社会人になり収入を得られるようになると、これまで育ててくれた親へ生活費を渡したり、仕送りを送ったりする人は多いでしょう。しかし、親側が子どもを想って仕送りを貯金したままにしていると、いざ相続が発生した際に思わぬ事態となることも……。本記事ではAさんの事例とともに、仕送りの注意点について辻・本郷 税理士法人の山口拓也税理士が解説します。

家に入れた生活費や仕送りは誰のもの?

実家に住んでいる子供が社会人になって給料をもらうようになると、家に生活費として3万円や5万円を家にいれるということがよくあります。また、遠方に住んでいても、実家に仕送りをするという例もあるでしょう。

では、そのお金を親が生活費として使わずにコツコツと貯めていた場合、このお金は誰のものになるのでしょうか。

結論からいうとこのお金は、子供のものではなく親の財産となります。
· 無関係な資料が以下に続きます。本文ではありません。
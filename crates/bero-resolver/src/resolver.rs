//! Single-pass dependency resolver with nested placement.
//!
//! The resolver walks the dependency graph from the project's direct
//! dependencies, picking for every demand the highest version satisfying
//! its range. The first traversal to resolve a name claims the shared
//! top-level slot; later incompatible demands are nested under an ancestor
//! directory so both copies can coexist. There is no backtracking.
//!
//! Sibling traversals run concurrently, so on a cold run the plan depends
//! on which sibling binds a name first. Once the lock pins every
//! `name@range` demand, reruns are deterministic; tests that need a stable
//! plan prime the lock first.

use crate::lock::{LockEntry, LockStore};
use crate::source::ManifestSource;
use bero_core::{max_satisfying, Error, ProjectManifest, Result, VersionMeta, VersionRange};
use futures::future::try_join_all;
use parking_lot::Mutex;
use semver::Version;
use std::collections::BTreeMap;
use std::future::Future;
use std::pin::Pin;
use std::sync::Arc;
use tracing::{debug, info, warn};

/// Name of the per-project module directory.
pub const MODULES_DIR: &str = "node_modules";

/// A package placed at the shared modules root.
#[derive(Debug, Clone, PartialEq, Eq)]
pub struct TopLevelEntry {
    /// Tarball URL.
    pub url: String,
    /// SHA-1 hex digest of the tarball.
    pub shasum: String,
    /// Chosen version.
    pub version: Version,
}

/// A package nested under an ancestor's private modules directory.
#[derive(Debug, Clone, PartialEq, Eq)]
pub struct NestedEntry {
    /// Package name.
    pub name: String,
    /// Ancestor chain relative to the modules root; hops are joined with
    /// `/node_modules/`.
    pub parent_path: String,
    /// Tarball URL.
    pub url: String,
    /// SHA-1 hex digest of the tarball.
    pub shasum: String,
    /// Chosen version.
    pub version: Version,
}

/// The resolution plan.
#[derive(Debug, Default)]
pub struct Plan {
    /// At most one entry per name, extracted at `node_modules/<name>`.
    pub top_level: BTreeMap<String, TopLevelEntry>,
    /// Conflicting copies, extracted at
    /// `node_modules/<parent_path>/node_modules/<name>`.
    pub unsatisfied: Vec<NestedEntry>,
}

impl Plan {
    /// Total number of packages to install.
    #[must_use]
    pub fn len(&self) -> usize {
        self.top_level.len() + self.unsatisfied.len()
    }

    /// Whether the plan is empty.
    #[must_use]
    pub fn is_empty(&self) -> bool {
        self.top_level.is_empty() && self.unsatisfied.is_empty()
    }

    /// Drop duplicate `(name, parent_path, version)` nested entries,
    /// keeping the first.
    fn dedup_unsatisfied(&mut self) {
        let mut seen = std::collections::BTreeSet::new();
        self.unsatisfied.retain(|e| {
            seen.insert((e.name.clone(), e.parent_path.clone(), e.version.clone()))
        });
    }
}

/// Outcome of a resolution run.
#[derive(Debug)]
pub struct Outcome {
    /// The resolution plan.
    pub plan: Plan,
    /// Concrete caret ranges for root dependencies that were requested
    /// with the empty range, for rewriting the project manifest.
    pub root_pins: BTreeMap<String, VersionRange>,
}

/// One ancestor on the live traversal path.
#[derive(Debug, Clone)]
struct Frame {
    name: String,
    version: Version,
    dependencies: BTreeMap<String, VersionRange>,
}

type CollectFuture<'a> = Pin<Box<dyn Future<Output = Result<Version>> + Send + 'a>>;

/// The dependency resolver.
///
/// Bundles the manifest source, the lock store, and the in-progress plan.
/// Construct one per invocation; resolution state does not carry across
/// runs.
pub struct Resolver<S> {
    source: Arc<S>,
    lock: Arc<LockStore>,
    plan: Mutex<Plan>,
}

impl<S> std::fmt::Debug for Resolver<S> {
    fn fmt(&self, f: &mut std::fmt::Formatter<'_>) -> std::fmt::Result {
        f.debug_struct("Resolver").finish_non_exhaustive()
    }
}

impl<S: ManifestSource + 'static> Resolver<S> {
    /// Create a resolver over a manifest source and a lock store.
    pub fn new(source: Arc<S>, lock: Arc<LockStore>) -> Self {
        Self {
            source,
            lock,
            plan: Mutex::new(Plan::default()),
        }
    }

    /// Resolve a project manifest into a plan, populating the new lock as
    /// a side effect.
    ///
    /// Aborts on the first fatal error; outstanding sibling traversals are
    /// dropped and no partial plan is returned. The caller must not write
    /// the lock unless this returns `Ok`.
    ///
    /// # Errors
    /// Returns the first fatal resolution error.
    pub async fn resolve(&self, manifest: &ProjectManifest, production: bool) -> Result<Outcome> {
        let roots: Vec<(String, VersionRange)> = manifest
            .root_dependencies(production)
            .map(|(name, range)| (name.clone(), range.clone()))
            .collect();

        info!(roots = roots.len(), production, "starting resolution");

        let tasks = roots.iter().map(|(name, range)| {
            let name = name.clone();
            let range = range.clone();
            async move {
                let version = self.collect(name.clone(), range.clone(), Vec::new()).await?;
                Ok::<_, Error>((name, range, version))
            }
        });
        let resolved = try_join_all(tasks).await?;

        let mut root_pins = BTreeMap::new();
        for (name, range, version) in resolved {
            if range.is_any() {
                root_pins.insert(name, VersionRange::caret(&version));
            }
        }

        let mut plan = std::mem::take(&mut *self.plan.lock());
        plan.dedup_unsatisfied();

        info!(
            top_level = plan.top_level.len(),
            nested = plan.unsatisfied.len(),
            "resolution complete"
        );

        Ok(Outcome { plan, root_pins })
    }

    /// Resolve one demand and recurse into its dependencies.
    ///
    /// Returns the chosen version so root traversals can report their
    /// caret pin.
    fn collect(&self, name: String, range: VersionRange, stack: Vec<Frame>) -> CollectFuture<'_> {
        Box::pin(async move {
            // A locked demand short-circuits the network but still flows
            // through placement, lock re-anchoring, and descent.
            let manifest = match self.lock.get_item(&name, &range) {
                Some(locked) => Arc::new(locked),
                None => self.source.fetch_manifest(&name).await?,
            };

            let matched = max_satisfying(manifest.versions.keys(), &range)
                .ok_or_else(|| Error::NoMatchingVersion {
                    name: name.clone(),
                    range: range.to_string(),
                })?
                .clone();
            let meta = &manifest.versions[&matched];

            debug!(package = %name, range = %range, version = %matched, "resolved demand");

            self.place(&name, &range, &matched, meta, &stack);

            self.lock.update_or_create(
                LockStore::key(&name, &range),
                LockEntry {
                    version: matched.clone(),
                    url: meta.dist.tarball.clone(),
                    shasum: meta.dist.shasum.clone(),
                    dependencies: meta.dependencies.clone(),
                },
            );

            let mut next = stack;
            next.push(Frame {
                name: name.clone(),
                version: matched.clone(),
                dependencies: meta.dependencies.clone(),
            });

            let children: Vec<_> = meta
                .dependencies
                .iter()
                .filter(|&(dep, dep_range)| !forms_cycle(&next, dep, dep_range))
                .map(|(dep, dep_range)| self.collect(dep.clone(), dep_range.clone(), next.clone()))
                .collect();
            try_join_all(children).await?;

            Ok(matched)
        })
    }

    /// Decide where the chosen version goes: the shared root, a nested
    /// directory, or nowhere.
    fn place(
        &self,
        name: &str,
        range: &VersionRange,
        matched: &Version,
        meta: &VersionMeta,
        stack: &[Frame],
    ) {
        let mut plan = self.plan.lock();
        let existing = plan.top_level.get(name).map(|e| e.version.clone());

        match existing {
            None => {
                plan.top_level.insert(
                    name.to_string(),
                    TopLevelEntry {
                        url: meta.dist.tarball.clone(),
                        shasum: meta.dist.shasum.clone(),
                        version: matched.clone(),
                    },
                );
            }
            Some(ref existing) if range.matches(existing) => {
                // The top copy covers this demand, unless an ancestor pins
                // the name to a different range. Nest two frames above the
                // conflicting frame so directory-ascent lookup resolves the
                // nested copy first from everything beneath it.
                if let Some(conflict) = conflicting_ancestor(name, matched, stack) {
                    let start = conflict.saturating_sub(2);
                    let parent_path = join_path(&stack[start..]);
                    debug!(
                        package = %name,
                        version = %matched,
                        parent = %parent_path,
                        "ancestor conflict, nesting"
                    );
                    plan.unsatisfied.push(NestedEntry {
                        name: name.to_string(),
                        parent_path,
                        url: meta.dist.tarball.clone(),
                        shasum: meta.dist.shasum.clone(),
                        version: matched.clone(),
                    });
                }
            }
            Some(existing) => match stack.last() {
                Some(parent) => {
                    debug!(
                        package = %name,
                        version = %matched,
                        top = %existing,
                        parent = %parent.name,
                        "incompatible with top copy, nesting"
                    );
                    plan.unsatisfied.push(NestedEntry {
                        name: name.to_string(),
                        parent_path: parent.name.clone(),
                        url: meta.dist.tarball.clone(),
                        shasum: meta.dist.shasum.clone(),
                        version: matched.clone(),
                    });
                }
                None => {
                    // A direct root demand with no ancestor directory to
                    // nest into; the first binding stands.
                    warn!(
                        package = %name,
                        requested = %range,
                        bound = %existing,
                        "root demand lost the top-level race"
                    );
                }
            },
        }
    }
}
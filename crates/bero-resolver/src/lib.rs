//! Dependency resolution and locking for Bero.
//!
//! This crate is the core of the package manager: given a project's direct
//! dependencies it produces an installation plan — the shared top-level
//! map plus the nested copies needed where ranges conflict — and records
//! an exact, reproducible lock.
//!
//! # Architecture
//!
//! - [`source`]: where version manifests come from (registry client in
//!   production, [`MemoryRegistry`] in tests)
//! - [`lock`]: the two-file lock protocol (read-only old lock, accumulated
//!   new lock, deterministic YAML serialization)
//! - [`resolver`]: the single-pass traversal with cycle detection,
//!   conflict classification, and nested placement
//!
//! # Example
//!
//! ```rust,ignore
//! use bero_resolver::{LockStore, MemoryRegistry, Resolver, LOCK_FILENAME};
//! use std::sync::Arc;
//!
//! let source = MemoryRegistry::new();
//! source.add_version("left-pad", "1.3.0", vec![]);
//!
//! let lock = LockStore::load(LOCK_FILENAME)?;
//! let resolver = Resolver::new(Arc::new(source), Arc::new(lock));
//! let outcome = resolver.resolve(&manifest, false).await?;
//!
//! for (name, entry) in &outcome.plan.top_level {
//!     println!("{name} @ {}", entry.version);
//! }
//! ```

#![deny(clippy::all)]
#![warn(missing_docs)]
#![allow(clippy::module_name_repetitions)]

pub mod lock;
pub mod resolver;
pub mod source;

pub use lock::{LockEntry, LockStore, LOCK_FILENAME};
pub use resolver::{NestedEntry, Outcome, Plan, Resolver, TopLevelEntry, MODULES_DIR};
pub use source::{ManifestFuture, ManifestSource, MemoryRegistry};

#[cfg(test)]
mod tests {
    use super::*;
    use bero_core::{ProjectManifest, VersionRange};
    use std::sync::Arc;

    fn source_fixture() -> MemoryRegistry {
        let source = MemoryRegistry::new();
        source.add_version("a", "1.0.0", vec![("c", "^1.0.0")]);
        source.add_version("b", "1.0.0", vec![("c", "^2.0.0")]);
        source.add_version("c", "1.1.0", vec![]);
        source.add_version("c", "2.0.0", vec![]);
        source
    }

    fn manifest_fixture() -> ProjectManifest {
        let mut manifest = ProjectManifest::default();
        manifest.dependencies.insert(
            "a".to_string(),
            VersionRange::parse("^1.0.0").unwrap(),
        );
        manifest.dependencies.insert(
            "b".to_string(),
            VersionRange::parse("^1.0.0").unwrap(),
        );
        manifest
    }

    #[tokio::test]
    async fn primed_lock_reruns_are_byte_identical() {
        let dir = tempfile::tempdir().unwrap();
        let path = dir.path().join(LOCK_FILENAME);

        // Cold run primes the lock.
        let lock = Arc::new(LockStore::load(&path).unwrap());
        let resolver = Resolver::new(Arc::new(source_fixture()), Arc::clone(&lock));
        resolver.resolve(&manifest_fixture(), false).await.unwrap();
        lock.write_lock().unwrap();
        let first = std::fs::read(&path).unwrap();

        // Replay run must serialize the same bytes.
        let lock = Arc::new(LockStore::load(&path).unwrap());
        let resolver = Resolver::new(Arc::new(source_fixture()), Arc::clone(&lock));
        let outcome = resolver.resolve(&manifest_fixture(), false).await.unwrap();
        lock.write_lock().unwrap();
        let second = std::fs::read(&path).unwrap();

        assert_eq!(first, second);
        assert_eq!(outcome.plan.top_level.len(), 3);
    }

    #[tokio::test]
    async fn failed_resolution_writes_nothing() {
        let dir = tempfile::tempdir().unwrap();
        let path = dir.path().join(LOCK_FILENAME);

        let source = MemoryRegistry::new();
        source.add_version("a", "1.0.0", vec![("missing", "^1.0.0")]);

        let lock = Arc::new(LockStore::load(&path).unwrap());
        let resolver = Resolver::new(Arc::new(source), Arc::clone(&lock));

        let mut manifest = ProjectManifest::default();
        manifest.dependencies.insert(
            "a".to_string(),
            VersionRange::parse("^1.0.0").unwrap(),
        );

        assert!(resolver.resolve(&manifest, false).await.is_err());
        // The driver only writes the lock on success; the file was never
        // created.
        assert!(!path.exists());
    }
}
難しい言葉でいうと子供がその自分名義の口座を知らなかった場合には、「家計の主宰者のもの」つまり親の財産ということになります。

親がこっそり貯めていた生活費、残っていると相続税の対象に

たとえばこのようなケースがあります。Aさんの両親は、Aさんが小さいころに離婚し、Aさんは母親に引き取られ、母親は女手一つでAさんを育てました。そんな母親の苦労をみてきたAさんは、高校を卒業して社会人になると母親に月5万円ずつ生活費として家にお金をいれてきました。

母親は子供からもらったお金だからということで、そのお金には手を付けず、ずっと子供名義の通帳にお金を入金して通帳を管理してきました。

そんな母親でしたが、80歳で他界、50歳になったAさんは税理士に相続税申告を依頼しました。母親はお金に苦労しながらも自宅と預貯金で5,000万円もの財産を遺しました。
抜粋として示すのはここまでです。